Exercise prompt:
For the string "tech", report how many lines in the records below contain it, and nothing more.

START Exercise input

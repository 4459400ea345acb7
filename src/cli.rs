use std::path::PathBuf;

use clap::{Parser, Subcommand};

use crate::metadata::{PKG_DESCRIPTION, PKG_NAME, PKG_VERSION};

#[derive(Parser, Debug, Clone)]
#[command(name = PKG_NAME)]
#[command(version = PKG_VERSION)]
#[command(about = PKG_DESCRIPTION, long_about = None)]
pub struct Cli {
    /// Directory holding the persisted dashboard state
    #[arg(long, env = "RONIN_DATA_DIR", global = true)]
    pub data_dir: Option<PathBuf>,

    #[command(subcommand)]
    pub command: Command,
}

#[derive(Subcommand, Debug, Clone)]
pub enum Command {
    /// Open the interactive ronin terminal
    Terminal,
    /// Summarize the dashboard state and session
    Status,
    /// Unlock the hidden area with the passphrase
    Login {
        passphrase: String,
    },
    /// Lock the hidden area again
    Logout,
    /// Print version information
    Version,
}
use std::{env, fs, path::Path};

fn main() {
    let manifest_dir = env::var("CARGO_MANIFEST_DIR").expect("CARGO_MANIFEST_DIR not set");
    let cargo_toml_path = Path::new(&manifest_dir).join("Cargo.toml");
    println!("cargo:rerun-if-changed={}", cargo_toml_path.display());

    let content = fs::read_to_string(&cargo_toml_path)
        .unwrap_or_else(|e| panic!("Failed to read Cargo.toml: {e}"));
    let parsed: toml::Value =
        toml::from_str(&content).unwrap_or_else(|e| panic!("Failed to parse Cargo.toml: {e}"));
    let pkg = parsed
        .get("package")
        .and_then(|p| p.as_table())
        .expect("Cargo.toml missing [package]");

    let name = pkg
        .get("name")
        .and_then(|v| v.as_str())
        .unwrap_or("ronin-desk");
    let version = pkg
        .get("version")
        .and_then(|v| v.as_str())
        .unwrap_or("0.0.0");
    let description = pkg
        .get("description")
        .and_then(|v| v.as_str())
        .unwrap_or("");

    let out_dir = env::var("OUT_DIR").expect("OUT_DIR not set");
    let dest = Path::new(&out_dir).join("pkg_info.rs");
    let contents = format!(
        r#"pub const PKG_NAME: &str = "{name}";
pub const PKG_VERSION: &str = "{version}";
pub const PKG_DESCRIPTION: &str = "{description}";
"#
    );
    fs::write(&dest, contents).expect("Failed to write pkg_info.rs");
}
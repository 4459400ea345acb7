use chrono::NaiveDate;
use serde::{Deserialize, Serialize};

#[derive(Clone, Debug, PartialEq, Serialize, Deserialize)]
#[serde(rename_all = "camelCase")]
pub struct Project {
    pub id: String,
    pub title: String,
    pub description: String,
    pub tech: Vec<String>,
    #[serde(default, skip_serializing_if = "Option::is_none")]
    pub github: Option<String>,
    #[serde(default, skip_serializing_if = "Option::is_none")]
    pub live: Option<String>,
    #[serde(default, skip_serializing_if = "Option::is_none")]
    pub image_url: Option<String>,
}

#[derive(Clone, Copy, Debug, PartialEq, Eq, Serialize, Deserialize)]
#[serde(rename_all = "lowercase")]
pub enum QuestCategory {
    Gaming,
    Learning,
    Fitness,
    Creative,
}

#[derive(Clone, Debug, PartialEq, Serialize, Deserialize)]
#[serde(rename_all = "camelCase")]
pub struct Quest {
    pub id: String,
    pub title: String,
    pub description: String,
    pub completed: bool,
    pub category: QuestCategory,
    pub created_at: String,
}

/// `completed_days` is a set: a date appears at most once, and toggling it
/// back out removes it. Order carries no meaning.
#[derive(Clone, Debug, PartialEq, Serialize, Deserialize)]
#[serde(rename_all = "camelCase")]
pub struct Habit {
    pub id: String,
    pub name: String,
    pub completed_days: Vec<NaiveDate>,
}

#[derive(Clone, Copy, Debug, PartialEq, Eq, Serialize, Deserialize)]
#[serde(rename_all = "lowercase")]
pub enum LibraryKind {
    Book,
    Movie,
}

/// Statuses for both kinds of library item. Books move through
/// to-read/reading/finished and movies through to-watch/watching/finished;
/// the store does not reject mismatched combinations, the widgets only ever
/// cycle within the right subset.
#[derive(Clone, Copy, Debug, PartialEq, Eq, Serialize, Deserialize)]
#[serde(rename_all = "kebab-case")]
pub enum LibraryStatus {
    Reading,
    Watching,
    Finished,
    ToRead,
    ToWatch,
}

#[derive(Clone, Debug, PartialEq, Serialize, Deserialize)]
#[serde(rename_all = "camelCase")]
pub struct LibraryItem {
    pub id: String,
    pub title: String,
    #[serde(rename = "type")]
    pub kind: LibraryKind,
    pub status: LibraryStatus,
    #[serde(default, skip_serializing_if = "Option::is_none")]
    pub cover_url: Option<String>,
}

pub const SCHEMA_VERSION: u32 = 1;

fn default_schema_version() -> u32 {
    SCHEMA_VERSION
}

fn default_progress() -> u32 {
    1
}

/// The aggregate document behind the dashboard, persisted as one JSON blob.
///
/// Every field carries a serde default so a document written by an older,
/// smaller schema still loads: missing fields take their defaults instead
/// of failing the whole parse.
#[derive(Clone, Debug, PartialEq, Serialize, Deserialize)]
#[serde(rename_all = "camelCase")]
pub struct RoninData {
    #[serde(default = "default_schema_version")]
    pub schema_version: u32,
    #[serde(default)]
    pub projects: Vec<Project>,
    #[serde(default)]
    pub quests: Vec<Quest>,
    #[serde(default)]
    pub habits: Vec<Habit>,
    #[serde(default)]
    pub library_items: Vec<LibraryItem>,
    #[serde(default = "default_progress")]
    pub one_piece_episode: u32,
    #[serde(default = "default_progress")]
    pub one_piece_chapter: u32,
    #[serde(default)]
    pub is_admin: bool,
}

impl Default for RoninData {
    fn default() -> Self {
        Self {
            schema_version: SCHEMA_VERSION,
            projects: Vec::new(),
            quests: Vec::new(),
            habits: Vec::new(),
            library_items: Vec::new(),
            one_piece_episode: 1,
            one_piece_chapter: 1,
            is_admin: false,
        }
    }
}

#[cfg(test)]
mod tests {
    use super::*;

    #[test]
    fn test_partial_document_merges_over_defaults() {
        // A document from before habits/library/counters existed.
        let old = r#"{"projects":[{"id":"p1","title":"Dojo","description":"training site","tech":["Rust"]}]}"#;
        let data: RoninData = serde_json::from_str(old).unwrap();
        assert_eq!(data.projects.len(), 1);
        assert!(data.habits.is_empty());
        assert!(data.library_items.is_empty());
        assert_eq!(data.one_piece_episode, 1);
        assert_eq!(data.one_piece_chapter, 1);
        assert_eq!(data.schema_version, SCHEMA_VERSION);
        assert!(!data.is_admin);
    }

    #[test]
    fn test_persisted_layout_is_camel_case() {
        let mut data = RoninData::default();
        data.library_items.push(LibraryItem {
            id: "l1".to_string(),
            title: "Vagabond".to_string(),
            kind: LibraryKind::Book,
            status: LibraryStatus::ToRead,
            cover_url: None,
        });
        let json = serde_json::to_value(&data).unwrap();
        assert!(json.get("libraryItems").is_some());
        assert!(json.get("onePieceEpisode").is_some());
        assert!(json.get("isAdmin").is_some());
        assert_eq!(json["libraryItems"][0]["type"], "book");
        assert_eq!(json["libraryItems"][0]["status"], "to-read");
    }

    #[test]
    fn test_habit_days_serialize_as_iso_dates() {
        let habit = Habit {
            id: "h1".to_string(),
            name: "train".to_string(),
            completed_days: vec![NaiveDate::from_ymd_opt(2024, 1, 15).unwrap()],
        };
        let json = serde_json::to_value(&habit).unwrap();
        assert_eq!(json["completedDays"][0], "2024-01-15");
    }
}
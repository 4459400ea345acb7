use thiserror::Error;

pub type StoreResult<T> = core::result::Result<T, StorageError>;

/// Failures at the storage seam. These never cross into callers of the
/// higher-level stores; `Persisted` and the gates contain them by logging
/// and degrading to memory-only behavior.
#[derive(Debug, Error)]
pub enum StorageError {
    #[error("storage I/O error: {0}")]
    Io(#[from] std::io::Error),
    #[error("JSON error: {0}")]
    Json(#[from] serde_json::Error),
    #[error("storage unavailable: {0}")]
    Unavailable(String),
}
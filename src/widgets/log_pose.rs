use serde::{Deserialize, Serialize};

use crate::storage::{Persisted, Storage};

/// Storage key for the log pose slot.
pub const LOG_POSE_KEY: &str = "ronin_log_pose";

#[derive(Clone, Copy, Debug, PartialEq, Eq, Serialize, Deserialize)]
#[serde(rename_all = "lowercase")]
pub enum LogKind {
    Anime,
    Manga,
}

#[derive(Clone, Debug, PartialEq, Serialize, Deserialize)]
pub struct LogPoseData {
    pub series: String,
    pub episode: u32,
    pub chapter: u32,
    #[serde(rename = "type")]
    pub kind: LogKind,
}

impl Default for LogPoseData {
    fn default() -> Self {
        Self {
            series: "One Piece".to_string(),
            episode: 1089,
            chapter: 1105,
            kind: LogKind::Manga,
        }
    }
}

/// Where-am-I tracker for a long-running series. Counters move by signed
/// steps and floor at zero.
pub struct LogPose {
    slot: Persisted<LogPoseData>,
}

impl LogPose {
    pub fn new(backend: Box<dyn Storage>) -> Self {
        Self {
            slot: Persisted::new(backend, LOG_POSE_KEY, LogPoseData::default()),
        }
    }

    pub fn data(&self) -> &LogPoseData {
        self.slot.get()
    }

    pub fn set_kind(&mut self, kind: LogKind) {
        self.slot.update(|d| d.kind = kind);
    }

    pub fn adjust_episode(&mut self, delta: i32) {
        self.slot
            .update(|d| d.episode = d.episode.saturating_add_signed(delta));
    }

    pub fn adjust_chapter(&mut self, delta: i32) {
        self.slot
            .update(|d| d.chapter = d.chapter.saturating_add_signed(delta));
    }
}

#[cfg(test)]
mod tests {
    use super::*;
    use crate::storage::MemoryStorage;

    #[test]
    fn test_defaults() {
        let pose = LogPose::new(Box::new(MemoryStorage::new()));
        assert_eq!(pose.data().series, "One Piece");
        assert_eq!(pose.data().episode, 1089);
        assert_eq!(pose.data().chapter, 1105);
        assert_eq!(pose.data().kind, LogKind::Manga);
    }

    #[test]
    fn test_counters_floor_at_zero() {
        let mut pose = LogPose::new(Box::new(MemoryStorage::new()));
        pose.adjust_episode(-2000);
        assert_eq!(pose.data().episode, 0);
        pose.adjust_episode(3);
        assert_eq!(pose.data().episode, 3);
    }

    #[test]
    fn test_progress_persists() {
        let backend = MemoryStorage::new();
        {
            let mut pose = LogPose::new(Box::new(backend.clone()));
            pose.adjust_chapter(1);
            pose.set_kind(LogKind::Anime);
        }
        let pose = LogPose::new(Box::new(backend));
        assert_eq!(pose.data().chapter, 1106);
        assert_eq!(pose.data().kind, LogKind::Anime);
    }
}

END Exercise input

Completed task:
2